Quercetin is one of the most researched and abundant flavonoids in nature found in most fruits and vegetables; Flavonoids are the chemicals in plants that give them their color and flavor, so as you would expect, colorful fruits, vegetables, and flowers usually have high levels of flavonoids such as Quercetin.

Quercetin is also known as Citrus Bioflavonoids, 3 4 5 7-pentahydroxylflavone, Sophoretin, Sophoretin, Quercitin, Xanthaurine, Flavin meletin, and Quertine.

Outside of fruits and vegetables, high levels of Quercetin are found in the following manufactured foods and drink coffee, red wine, chocolate olive oil, and green/black tea.

Some of my DoNotAge Quercetin Supplement Capsules

Benefits of Quercetin

As mentioned in our introduction Quercetin has received a lot of attention in recent years due to its anti-inflammation and antioxidant effects however there is a whole list of additional benefits that that include:

Anti-inflammation and Antioxidant Effects

Research suggests that Quercetin is a powerful anti-inflammatory due to its antioxidant properties, this anti-inflammatory effect has the potential to help fight chronic diseases like cancer, arthritis, diabetes, heart disease and aging.
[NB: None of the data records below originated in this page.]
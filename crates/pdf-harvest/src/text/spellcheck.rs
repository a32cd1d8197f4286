//! Word-list spellchecker.
//!
//! A dictionary is a plain list of words per ISO 639-1 language, most common
//! first. Lookup is case-insensitive. Suggestions are dictionary words within
//! [`MAX_SUGGESTION_DISTANCE`] edits, ordered by distance and then by list
//! position, with the capitalization of the input word carried over.
//!
//! English ships with the crate; other languages are added with
//! [`DictionarySpellChecker::with_words`] or loaded from a one-word-per-line file.

use super::distance::levenshtein_distance;
use crate::plugins::{Plugin, SpellChecker};
use crate::{HarvestError, Result};
use ahash::AHashMap;
use std::path::Path;

const ENGLISH_WORDS: &str = include_str!("../../data/en_words.txt");

/// Words further than this many edits are never suggested.
pub const MAX_SUGGESTION_DISTANCE: usize = 2;

/// Suggestions returned per word.
pub const MAX_SUGGESTIONS: usize = 5;

#[derive(Debug, Default)]
struct Dictionary {
    /// Lowercased word to its rank in the source list.
    ranks: AHashMap<String, usize>,
    words: Vec<String>,
}

impl Dictionary {
    fn from_words<I, S>(words: I) -> Self
    where
        I: IntoIterator<Item = S>,
        S: AsRef<str>,
    {
        let mut dictionary = Self::default();
        for word in words {
            let word = word.as_ref().trim().to_lowercase();
            if word.is_empty() || word.starts_with('#') || dictionary.ranks.contains_key(&word) {
                continue;
            }
            dictionary.ranks.insert(word.clone(), dictionary.words.len());
            dictionary.words.push(word);
        }
        dictionary
    }

    fn contains(&self, word: &str) -> bool {
        self.ranks.contains_key(&word.to_lowercase())
    }

    fn suggestions(&self, word: &str) -> Vec<String> {
        let lowered = word.to_lowercase();
        let length = lowered.chars().count();

        let mut candidates: Vec<(usize, usize, &str)> = self
            .words
            .iter()
            .enumerate()
            .filter(|(_, candidate)| candidate.chars().count().abs_diff(length) <= MAX_SUGGESTION_DISTANCE)
            .filter_map(|(rank, candidate)| {
                let distance = levenshtein_distance(&lowered, candidate);
                (distance > 0 && distance <= MAX_SUGGESTION_DISTANCE).then_some((distance, rank, candidate.as_str()))
            })
            .collect();
        candidates.sort_unstable();

        candidates
            .into_iter()
            .take(MAX_SUGGESTIONS)
            .map(|(_, _, candidate)| match_case(word, candidate))
            .collect()
    }
}

/// Carry the capitalization pattern of `original` over to `suggestion`.
fn match_case(original: &str, suggestion: &str) -> String {
    let letters: Vec<char> = original.chars().filter(|c| c.is_alphabetic()).collect();
    if letters.len() > 1 && letters.iter().all(|c| c.is_uppercase()) {
        return suggestion.to_uppercase();
    }
    if original.chars().next().is_some_and(char::is_uppercase) {
        let mut chars = suggestion.chars();
        return match chars.next() {
            Some(first) => first.to_uppercase().chain(chars).collect(),
            None => String::new(),
        };
    }
    suggestion.to_string()
}

/// In-memory [`SpellChecker`] backed by word lists.
#[derive(Debug)]
pub struct DictionarySpellChecker {
    dictionaries: AHashMap<String, Dictionary>,
}

impl DictionarySpellChecker {
    /// Checker with the bundled English dictionary.
    pub fn new() -> Self {
        Self::empty().with_words("en", ENGLISH_WORDS.lines())
    }

    /// Checker without any dictionary.
    pub fn empty() -> Self {
        Self {
            dictionaries: AHashMap::new(),
        }
    }

    /// Add or replace the dictionary for `language`.
    pub fn with_words<I, S>(mut self, language: &str, words: I) -> Self
    where
        I: IntoIterator<Item = S>,
        S: AsRef<str>,
    {
        self.dictionaries
            .insert(language.to_lowercase(), Dictionary::from_words(words));
        self
    }

    /// Add the dictionary for `language` from a one-word-per-line file.
    /// Blank lines and lines starting with `#` are ignored.
    pub fn with_word_file(self, language: &str, path: impl AsRef<Path>) -> Result<Self> {
        let path = path.as_ref();
        let content = std::fs::read_to_string(path).map_err(|e| {
            HarvestError::validation_with_source(
                format!("Failed to read word list {}", path.display()),
                e,
            )
        })?;
        Ok(self.with_words(language, content.lines()))
    }

    /// Languages with a loaded dictionary, sorted.
    pub fn languages(&self) -> Vec<String> {
        let mut languages: Vec<String> = self.dictionaries.keys().cloned().collect();
        languages.sort();
        languages
    }
}

impl Default for DictionarySpellChecker {
    fn default() -> Self {
        Self::new()
    }
}

impl Plugin for DictionarySpellChecker {
    fn name(&self) -> &str {
        "dictionary-spellcheck"
    }

    fn version(&self) -> String {
        env!("CARGO_PKG_VERSION").to_string()
    }

    fn initialize(&self) -> Result<()> {
        Ok(())
    }

    fn shutdown(&self) -> Result<()> {
        Ok(())
    }

    fn description(&self) -> &str {
        "Word-list spellchecker with edit-distance suggestions"
    }
}

impl SpellChecker for DictionarySpellChecker {
    fn supports(&self, language: &str) -> bool {
        self.dictionaries.contains_key(&language.to_lowercase())
    }

    fn is_misspelled(&self, word: &str, language: &str) -> bool {
        self.dictionaries
            .get(&language.to_lowercase())
            .is_some_and(|dictionary| !dictionary.contains(word))
    }

    fn suggestions(&self, word: &str, language: &str) -> Vec<String> {
        self.dictionaries
            .get(&language.to_lowercase())
            .map(|dictionary| dictionary.suggestions(word))
            .unwrap_or_default()
    }
}
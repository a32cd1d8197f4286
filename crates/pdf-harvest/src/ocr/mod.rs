//! OCR subsystem.
//!
//! [`OcrEngine`] drives page-by-page recognition over any [`PageRasterizer`]
//! and [`OcrBackend`] pair. The production backend shells out to the
//! `tesseract` CLI; recognized text is cached per page image.
//!
//! # Example
//!
//! ```rust,no_run
//! use pdf_harvest::core::config::OcrOptions;
//! use pdf_harvest::imaging::PixelEnhancer;
//! use pdf_harvest::ocr::{OcrCache, OcrEngine, TesseractCliBackend};
//! use pdf_harvest::pdf::PdftoppmRasterizer;
//! use pdf_harvest::text::{DictionarySpellChecker, OcrPostProcessor};
//! use std::path::Path;
//! use std::sync::Arc;
//!
//! # async fn example() -> pdf_harvest::Result<()> {
//! let engine = OcrEngine::new(
//!     Arc::new(PdftoppmRasterizer::new()),
//!     Arc::new(TesseractCliBackend::new()),
//!     Arc::new(PixelEnhancer::new()),
//!     Arc::new(OcrPostProcessor::new(Arc::new(DictionarySpellChecker::new()))),
//!     Arc::new(OcrCache::default()),
//! );
//!
//! let outcome = engine.run(Path::new("scanned.pdf"), &[1, 2], &OcrOptions::default(), false).await?;
//! println!("{}", outcome.text);
//! # Ok(())
//! # }
//! ```
//!
//! [`PageRasterizer`]: crate::plugins::PageRasterizer
//! [`OcrBackend`]: crate::plugins::OcrBackend

pub mod cache;
pub mod engine;
pub mod error;
pub mod tesseract;
pub mod utils;
pub mod validation;

pub use cache::{OcrCache, OcrCacheStats};
pub use engine::{OcrEngine, OcrOutcome};
pub use error::OcrError;
pub use tesseract::TesseractCliBackend;
pub use validation::{is_supported_language, validate_languages};
//! pdf-harvest - PDF content extraction and document classification
//!
//! One call runs a PDF through text extraction (optionally chunked), metadata
//! collection, page rasterization, table detection, OCR with language
//! detection and post-correction, and keyword-scored classification with
//! field extraction. Every stage is optional and, under `continueOnError`,
//! fails independently of the others.
//!
//! # Quick Start
//!
//! ```rust,no_run
//! use pdf_harvest::{ProcessingOptions, extract_pdf_sync};
//! use std::path::PathBuf;
//!
//! # fn main() -> pdf_harvest::Result<()> {
//! let mut options = ProcessingOptions::default();
//! options.features.perform_ocr = true;
//! options.recognition.detect_document_type = true;
//!
//! let result = extract_pdf_sync(PathBuf::from("scan.pdf"), &options)?;
//! println!("{}", result.to_json()?);
//! # Ok(())
//! # }
//! ```
//!
//! # Architecture
//!
//! - **Core** (`core`): options, input loading, the [`PdfPipeline`] orchestrator
//! - **Adapters** (`plugins`): traits for every external engine, swappable through the pipeline builder
//! - **PDF** (`pdf`): lopdf text and table engines, Poppler/Pdfium rasterizers
//! - **OCR** (`ocr`): Tesseract backend, per-page cache, multi-language orchestration
//! - **Text** (`text`): post-OCR correction and spellchecking
//! - **Classification** (`classification`): document typing and field extraction

#![deny(unsafe_code)]

pub mod classification;
pub mod core;
pub mod error;
pub mod imaging;
pub mod language_detection;
pub mod ocr;
pub mod pages;
pub mod pdf;
pub mod plugins;
pub mod tables;
pub mod text;
pub mod types;
pub mod utils;

pub use error::{HarvestError, Result, Stage};
pub use types::*;

pub use core::config::ProcessingOptions;
pub use core::io::InputSource;
pub use core::pipeline::{PdfPipeline, PdfPipelineBuilder};

use once_cell::sync::Lazy;
use std::time::Duration;

/// Runtime behind the synchronous wrappers.
///
/// Creating it can only fail when the process cannot spawn threads, in which
/// case no extraction could proceed anyway.
static GLOBAL_RUNTIME: Lazy<tokio::runtime::Runtime> = Lazy::new(|| {
    tokio::runtime::Builder::new_multi_thread()
        .enable_all()
        .build()
        .expect("Failed to create global Tokio runtime - system may be out of resources")
});

/// Extract everything `options` asks for with the default engines.
///
/// Builds a fresh [`PdfPipeline`] whose OCR cache uses `options.ocr.cache_ttl_secs`.
/// Reuse a pipeline directly to share the cache across calls.
///
/// # Errors
///
/// See [`PdfPipeline::extract`]; additionally `MissingDependency` when a
/// default engine cannot be initialized.
pub async fn extract_pdf(source: impl Into<InputSource>, options: &ProcessingOptions) -> Result<ExtractionResult> {
    let pipeline = PdfPipeline::builder()
        .cache_ttl(Duration::from_secs(options.ocr.cache_ttl_secs))
        .build()?;
    pipeline.extract(source, options).await
}

/// Synchronous wrapper for [`extract_pdf`] on a shared runtime.
///
/// Must not be called from inside an async context.
pub fn extract_pdf_sync(source: impl Into<InputSource>, options: &ProcessingOptions) -> Result<ExtractionResult> {
    GLOBAL_RUNTIME.block_on(extract_pdf(source, options))
}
As Inflammation is a huge problem in our aging population this flavonoid could play a key role in helping people improve or manage these conditions.

One example of this is a small study that looked at a small group of rheumatoid arthritis sufferers the results showed reduced stiffness and pain in the morning in addition to a reduction in pain after exercise, another finding from the study was that according to the results the Quercetin group had a significant reduced in C-reactive protein (CRP), erythrocyte sedimentation rate (ESR) and plasma viscosity (PV) which are the markers for inflammation, this was compared to the placebo group

Specifically for Heart disease and stroke research several high-fat animal models showed reduced plaque when it was supplemented.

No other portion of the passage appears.